What is a spiral that limits at 1 called? (Somewhat fades into the edges) I saw this spiral that had 'limited' out at 1 all the way around, looking like this.

(Actually sorry that you must see my PC drawing skills)
If I could know what this is called and maybe a simple parametric equation to graph it, that would be great! Thanks
 A: I'm not sure if it has a name, but the parametric equations $x(t)=(1-e^{-t}) \cos(t)$, $y(t)=(1-e^{-t}) \sin(t)$ for $0 \leq t$ model what you drew.
A: It looks like a modified Archimedean spiral. $$ x(t) = \frac{t^2}{t^2 + 1} \cos(t) \\ y(t) = \frac{t^2}{t^2 + 1} \sin(t) $$
A: Hatcher mentions it in his notes on introductory point-set topology as being given by the polar equation $$r = \frac{\theta}{\theta+1}\ \text{ for } \theta \ge 0$$
but he doesn't give it a name (nor does he call the so-called "topologist's sine curve" by its name in this same chapter). In the notes, the graph together with the unit circle is an example of a space that's connected but not path-connected.
I know you asked for a parametric equation, but the polar one is quite nice and specifically mentioned in the reference.
Here's its graph through Desmos -- yours isn't bad for a Paint job!

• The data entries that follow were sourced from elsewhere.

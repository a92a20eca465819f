//! Stand-in collaborators for optional seams and tests.

use std::cell::RefCell;
use std::collections::VecDeque;
use std::rc::Rc;

use cruise_traits::{Annunciator, CommandSource, Cue};

/// A serial channel with nothing attached.
pub struct NoCommands;

impl CommandSource for NoCommands {
    fn poll_line(&mut self) -> Option<String> {
        None
    }
}

/// Drops every cue; used when no buzzer is wired.
pub struct SilentAnnunciator;

impl Annunciator for SilentAnnunciator {
    fn announce(&mut self, cue: Cue) {
        tracing::trace!(?cue, "cue (silent)");
    }
}

/// Command source backed by a shared queue; push lines through the handle
/// between ticks.
#[derive(Default)]
pub struct QueuedCommands {
    lines: Rc<RefCell<VecDeque<String>>>,
}

impl QueuedCommands {
    pub fn new() -> Self {
        Self::default()
    }

    pub fn handle(&self) -> Rc<RefCell<VecDeque<String>>> {
        self.lines.clone()
    }

    pub fn push(&self, line: impl Into<String>) {
        self.lines.borrow_mut().push_back(line.into());
    }
}

impl CommandSource for QueuedCommands {
    fn poll_line(&mut self) -> Option<String> {
        self.lines.borrow_mut().pop_front()
    }
}
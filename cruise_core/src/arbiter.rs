//! Merges pedals, serial commands and button holds into one `ControlIntent`.
//!
//! Precedence, highest first: a pressed pedal, a serial line, button holds.
//! With no input the intent is left untouched. Until every sensor reading is
//! known again after a failed poll, the intent stays DISENGAGED and input is
//! ignored. Malformed lines are always reported.

use crate::activation::{ActivationKind, ActivationRequest};
use crate::error::FaultReason;
use crate::serial::parse_line;
use crate::types::{ButtonId, ControlIntent, ControlMode, Pedal, VehicleState};

/// What one arbitration pass decided.
#[derive(Debug, Clone, Default, PartialEq, Eq)]
pub struct Resolution {
    /// The intent differs from the one before the pass.
    pub changed: bool,
    /// A set/resume that must pass the throttle-release wait first.
    pub activation: Option<ActivationRequest>,
    pub faults: Vec<FaultReason>,
}

#[derive(Debug, Clone)]
pub struct CommandArbiter {
    intent: ControlIntent,
    adjust_step: i32,
    min_speed: i32,
}

impl CommandArbiter {
    pub fn new(adjust_step: i32, min_speed: i32) -> Self {
        Self {
            intent: ControlIntent::default(),
            adjust_step,
            min_speed,
        }
    }

    pub fn intent(&self) -> ControlIntent {
        self.intent
    }

    /// Drop to DISENGAGED, keeping the target for resume. Returns whether
    /// the mode changed.
    pub fn force_disengage(&mut self) -> bool {
        let was = self.intent.mode;
        self.intent.mode = ControlMode::Disengaged;
        was != ControlMode::Disengaged
    }

    /// Completion of a throttle-release wait.
    pub fn engage_speed_hold(&mut self, target: i32) {
        self.intent = ControlIntent {
            mode: ControlMode::SpeedHold,
            target,
        };
    }

    pub fn resolve(
        &mut self,
        vehicle: &VehicleState,
        line: Option<&str>,
        holds: &[ButtonId],
    ) -> Resolution {
        let before = self.intent;
        let mut out = Resolution::default();

        if let Some(pedal) = vehicle.override_pedal() {
            self.intent.mode = ControlMode::Disengaged;
            if let Some(l) = line {
                tracing::debug!(line = l, %pedal, "serial command ignored during override");
                reject_unparsed(l, &mut out);
            }
            // The throttle-release wait exists for exactly this case.
            if pedal == Pedal::Throttle && !vehicle.sensors_lost() {
                out.activation = self.activation_from(vehicle, holds);
            }
        } else if vehicle.sensors_lost() {
            self.intent.mode = ControlMode::Disengaged;
            if let Some(l) = line {
                tracing::debug!(line = l, "serial command ignored without sensor data");
                reject_unparsed(l, &mut out);
            }
        } else {
            match line.and_then(parse_line) {
                Some(Ok(cmd)) => {
                    self.intent = cmd.apply(self.intent);
                    tracing::debug!(?cmd, "serial command");
                }
                Some(Err(_)) => {
                    self.intent.mode = ControlMode::Disengaged;
                    reject_unparsed(line.unwrap_or_default(), &mut out);
                }
                None => {
                    out.activation = self.activation_from(vehicle, holds);
                    self.apply_adjustments(holds);
                }
            }
        }

        out.changed = self.intent != before;
        out
    }

    fn activation_from(&mut self, vehicle: &VehicleState, holds: &[ButtonId]) -> Option<ActivationRequest> {
        let speed_ok = vehicle.speed.is_some_and(|s| s >= self.min_speed);
        for &id in holds {
            let request = match id {
                ButtonId::A if speed_ok => {
                    let speed = vehicle.speed.unwrap_or_default();
                    self.intent.target = speed;
                    ActivationRequest {
                        kind: ActivationKind::Set,
                        target: speed,
                    }
                }
                ButtonId::C if speed_ok && self.intent.target != 0 => ActivationRequest {
                    kind: ActivationKind::Resume,
                    target: self.intent.target,
                },
                ButtonId::A | ButtonId::C => {
                    tracing::debug!(button = ?id, speed = ?vehicle.speed, target = self.intent.target, "activation refused");
                    continue;
                }
                ButtonId::B | ButtonId::D => continue,
            };
            return Some(request);
        }
        None
    }

    fn apply_adjustments(&mut self, holds: &[ButtonId]) {
        for &id in holds {
            let delta = match id {
                ButtonId::B => self.adjust_step,
                ButtonId::D => -self.adjust_step,
                ButtonId::A | ButtonId::C => continue,
            };
            if self.intent.mode == ControlMode::SpeedHold {
                self.intent.target = self.intent.target.saturating_add(delta);
                tracing::info!(target = self.intent.target, "target adjusted");
            } else {
                tracing::debug!(button = ?id, mode = %self.intent.mode, "adjust ignored outside speed hold");
            }
        }
    }
}

/// Malformed lines are faulted whatever the mode, even when a valid one
/// would be ignored.
fn reject_unparsed(line: &str, out: &mut Resolution) {
    if let Some(Err(e)) = parse_line(line) {
        tracing::warn!(error = %e, "rejected serial command");
        out.faults.push(FaultReason::UnknownCommand(line.trim().to_string()));
    }
}
use thiserror::Error;

#[derive(Debug, Error)]
pub enum HwError {
    #[error("gpio error: {0}")]
    Gpio(String),
    #[error("uart error: {0}")]
    Uart(String),
    #[error("sensor read timeout")]
    Timeout,
    #[error("obd adapter returned no data for pid {pid:#04x}")]
    NoData { pid: u8 },
    #[error("malformed obd response: {0:?}")]
    Malformed(String),
    #[error("simulated {0} fault")]
    Simulated(&'static str),
    #[error("io: {0}")]
    Io(#[from] std::io::Error),
}

pub type Result<T> = std::result::Result<T, HwError>;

A: I don't know if there is an official name for these spirals, but I have called them limit cycle spirals when I discovered a family of such spirals in the past. These spirals derive from the gamma pulse, a function I developed for studying pulses in physical systems. It derives its  name from the fact that it is the kernel of well-known gamma function. Thus,
$$\gamma(\tau;n)=\tau^ne^{-\tau} u(\tau)$$
and $$\int_0^\infty \gamma(\tau;n) d\tau=\Gamma(n+1)$$
where $u(\tau)$ is the Heaviside step function and $\tau$ is a dimensionless time.
Now, if $n\in\Bbb{R}^+$, $\gamma(\tau;n)$ is an ordinary pulse with a characteristic rise time and pulse-width. However, if $n\in\Bbb{C}$, you can get some really interesting curves in the complex plane. More specifically, if $n$ is purely imaginary, then you get the family of limit cycle spirals. The figure below shows several examples of limit cycle spirals created with the gamma pulse. As an added bonus, if you plot both $\gamma$ and $-\gamma$ you get some interesting yin-yang plots. (Here, we define a yin-yang curve as one that divides the disc into two congruent perfect sets; no more, no less.)
You can find more information on the gamma pulse in The Compleat Gamma Pulse and the linked PDF manuscript therein.